Required action:
Your task is to print each record exactly as it reads.

Stored items:
<<<<

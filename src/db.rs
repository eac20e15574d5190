pub mod transaction;

use crate::config::AppConfig;
use crate::errors::ServiceError;
use sea_orm::{ConnectOptions, Database, DatabaseConnection};
use sea_orm_migration::MigratorTrait;
use std::time::Duration;
use tracing::{debug, error, info};

pub use transaction::with_transaction;

/// Type alias for a database connection pool
pub type DbPool = DatabaseConnection;

/// Configuration for database connection
#[derive(Debug, Clone)]
pub struct DbConfig {
    /// Database connection URL
    pub url: String,
    /// Maximum number of connections
    pub max_connections: u32,
    /// Minimum number of connections
    pub min_connections: u32,
    /// Connection timeout duration
    pub connect_timeout: Duration,
    /// Idle timeout duration
    pub idle_timeout: Duration,
    /// Acquire connection timeout
    pub acquire_timeout: Duration,
    /// Log every statement through sqlx
    pub sqlx_logging: bool,
}

impl Default for DbConfig {
    fn default() -> Self {
        Self {
            url: String::new(),
            max_connections: 10,
            min_connections: 1,
            connect_timeout: Duration::from_secs(30),
            idle_timeout: Duration::from_secs(600),
            acquire_timeout: Duration::from_secs(8),
            sqlx_logging: false,
        }
    }
}

impl From<&AppConfig> for DbConfig {
    fn from(cfg: &AppConfig) -> Self {
        Self {
            url: cfg.database_url.clone(),
            max_connections: cfg.db_max_connections,
            min_connections: cfg.db_min_connections,
            connect_timeout: Duration::from_secs(cfg.db_connect_timeout_secs),
            idle_timeout: Duration::from_secs(cfg.db_idle_timeout_secs),
            acquire_timeout: Duration::from_secs(cfg.db_acquire_timeout_secs),
            sqlx_logging: cfg.is_development(),
        }
    }
}

/// Establishes a connection pool to the database with custom configuration
///
/// # Errors
/// Returns a `ServiceError::DatabaseError` if the connection cannot be established
pub async fn establish_connection_with_config(config: &DbConfig) -> Result<DbPool, ServiceError> {
    debug!(
        max_connections = config.max_connections,
        min_connections = config.min_connections,
        "Configuring database connection"
    );

    let mut opt = ConnectOptions::new(config.url.clone());
    opt.max_connections(config.max_connections)
        .min_connections(config.min_connections)
        .connect_timeout(config.connect_timeout)
        .acquire_timeout(config.acquire_timeout)
        .idle_timeout(config.idle_timeout)
        .sqlx_logging(config.sqlx_logging);

    let db_pool = Database::connect(opt).await.map_err(|e| {
        error!("Database connection establishment failed: {}", e);
        ServiceError::DatabaseError(e)
    })?;

    info!(
        "Database connection pool established (max_connections={})",
        config.max_connections
    );
    Ok(db_pool)
}

/// Establishes a connection using values from `AppConfig`
pub async fn establish_connection_from_app_config(cfg: &AppConfig) -> Result<DbPool, ServiceError> {
    establish_connection_with_config(&DbConfig::from(cfg)).await
}

/// Applies every pending migration of the embedded migrator
pub async fn run_migrations(pool: &DbPool) -> Result<(), ServiceError> {
    info!("Running database migrations");
    let start = std::time::Instant::now();

    let result = crate::migrator::Migrator::up(pool, None)
        .await
        .map_err(ServiceError::DatabaseError);

    let elapsed = start.elapsed();
    match &result {
        Ok(_) => info!(
            "Database migrations completed successfully in {:?}",
            elapsed
        ),
        Err(e) => error!("Database migrations failed after {:?}: {}", elapsed, e),
    }

    result
}

/// Checks if the database connection is active
pub async fn check_connection(pool: &DbPool) -> Result<(), ServiceError> {
    pool.ping().await.map_err(ServiceError::DatabaseError)
}

#[cfg(test)]
mod tests {
    use super::*;

    async fn setup_test_pool() -> Result<DbPool, ServiceError> {
        let config = DbConfig {
            url: "sqlite::memory:".to_string(),
            max_connections: 1,
            min_connections: 1,
            ..Default::default()
        };
        establish_connection_with_config(&config).await
    }

    #[tokio::test]
    async fn connects_and_pings() {
        let pool = setup_test_pool().await.unwrap();
        assert!(check_connection(&pool).await.is_ok());
    }

    #[tokio::test]
    async fn migrations_apply_twice_without_error() {
        let pool = setup_test_pool().await.unwrap();
        assert!(run_migrations(&pool).await.is_ok());
        assert!(run_migrations(&pool).await.is_ok());
    }
}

>>>>

Written solution:
filename src/db.rs
repository eac20e15574d5190
pub mod transaction;

use crate::config::AppConfig;
use crate::errors::ServiceError;
use sea_orm::{ConnectOptions, Database, DatabaseConnection};
use sea_orm_migration::MigratorTrait;
use std::time::Duration;
use tracing::{debug, error, info};

pub use transaction::with_transaction;

/// Type alias for a database connection pool
pub type DbPool = DatabaseConnection;

/// Configuration for database connection
#[derive(Debug, Clone)]
pub struct DbConfig {
    /// Database connection URL
    pub url: String,
    /// Maximum number of connections
    pub max_connections: u32,
    /// Minimum number of connections
    pub min_connections: u32,
    /// Connection timeout duration
    pub connect_timeout: Duration,
    /// Idle timeout duration
    pub idle_timeout: Duration,
    /// Acquire connection timeout
    pub acquire_timeout: Duration,
    /// Log every statement through sqlx
    pub sqlx_logging: bool,
}

impl Default for DbConfig {
    fn default() -> Self {
        Self {
            url: String::new(),
            max_connections: 10,
            min_connections: 1,
            connect_timeout: Duration::from_secs(30),
            idle_timeout: Duration::from_secs(600),
            acquire_timeout: Duration::from_secs(8),
            sqlx_logging: false,
        }
    }
}

impl From<&AppConfig> for DbConfig {
    fn from(cfg: &AppConfig) -> Self {
        Self {
            url: cfg.database_url.clone(),
            max_connections: cfg.db_max_connections,
            min_connections: cfg.db_min_connections,
            connect_timeout: Duration::from_secs(cfg.db_connect_timeout_secs),
            idle_timeout: Duration::from_secs(cfg.db_idle_timeout_secs),
            acquire_timeout: Duration::from_secs(cfg.db_acquire_timeout_secs),
            sqlx_logging: cfg.is_development(),
        }
    }
}

/// Establishes a connection pool to the database with custom configuration
///
/// # Errors
/// Returns a `ServiceError::DatabaseError` if the connection cannot be established
pub async fn establish_connection_with_config(config: &DbConfig) -> Result<DbPool, ServiceError> {
    debug!(
        max_connections = config.max_connections,
        min_connections = config.min_connections,
        "Configuring database connection"
    );

    let mut opt = ConnectOptions::new(config.url.clone());
    opt.max_connections(config.max_connections)
        .min_connections(config.min_connections)
        .connect_timeout(config.connect_timeout)
        .acquire_timeout(config.acquire_timeout)
        .idle_timeout(config.idle_timeout)
        .sqlx_logging(config.sqlx_logging);

    let db_pool = Database::connect(opt).await.map_err(|e| {
        error!("Database connection establishment failed: {}", e);
        ServiceError::DatabaseError(e)
    })?;

    info!(
        "Database connection pool established (max_connections={})",
        config.max_connections
    );
    Ok(db_pool)
}

/// Establishes a connection using values from `AppConfig`
pub async fn establish_connection_from_app_config(cfg: &AppConfig) -> Result<DbPool, ServiceError> {
    establish_connection_with_config(&DbConfig::from(cfg)).await
}

/// Applies every pending migration of the embedded migrator
pub async fn run_migrations(pool: &DbPool) -> Result<(), ServiceError> {
    info!("Running database migrations");
    let start = std::time::Instant::now();

    let result = crate::migrator::Migrator::up(pool, None)
        .await
        .map_err(ServiceError::DatabaseError);

    let elapsed = start.elapsed();
    match &result {
        Ok(_) => info!(
            "Database migrations completed successfully in {:?}",
            elapsed
        ),
        Err(e) => error!("Database migrations failed after {:?}: {}", elapsed, e),
    }

    result
}

/// Checks if the database connection is active
pub async fn check_connection(pool: &DbPool) -> Result<(), ServiceError> {
    pool.ping().await.map_err(ServiceError::DatabaseError)
}

#[cfg(test)]
mod tests {
    use super::*;

    async fn setup_test_pool() -> Result<DbPool, ServiceError> {
        let config = DbConfig {
            url: "sqlite::memory:".to_string(),
            max_connections: 1,
            min_connections: 1,
            ..Default::default()
        };
        establish_connection_with_config(&config).await
    }

    #[tokio::test]
    async fn connects_and_pings() {
        let pool = setup_test_pool().await.unwrap();
        assert!(check_connection(&pool).await.is_ok());
    }

    #[tokio::test]
    async fn migrations_apply_twice_without_error() {
        let pool = setup_test_pool().await.unwrap();
        assert!(run_migrations(&pool).await.is_ok());
        assert!(run_migrations(&pool).await.is_ok());
    }
}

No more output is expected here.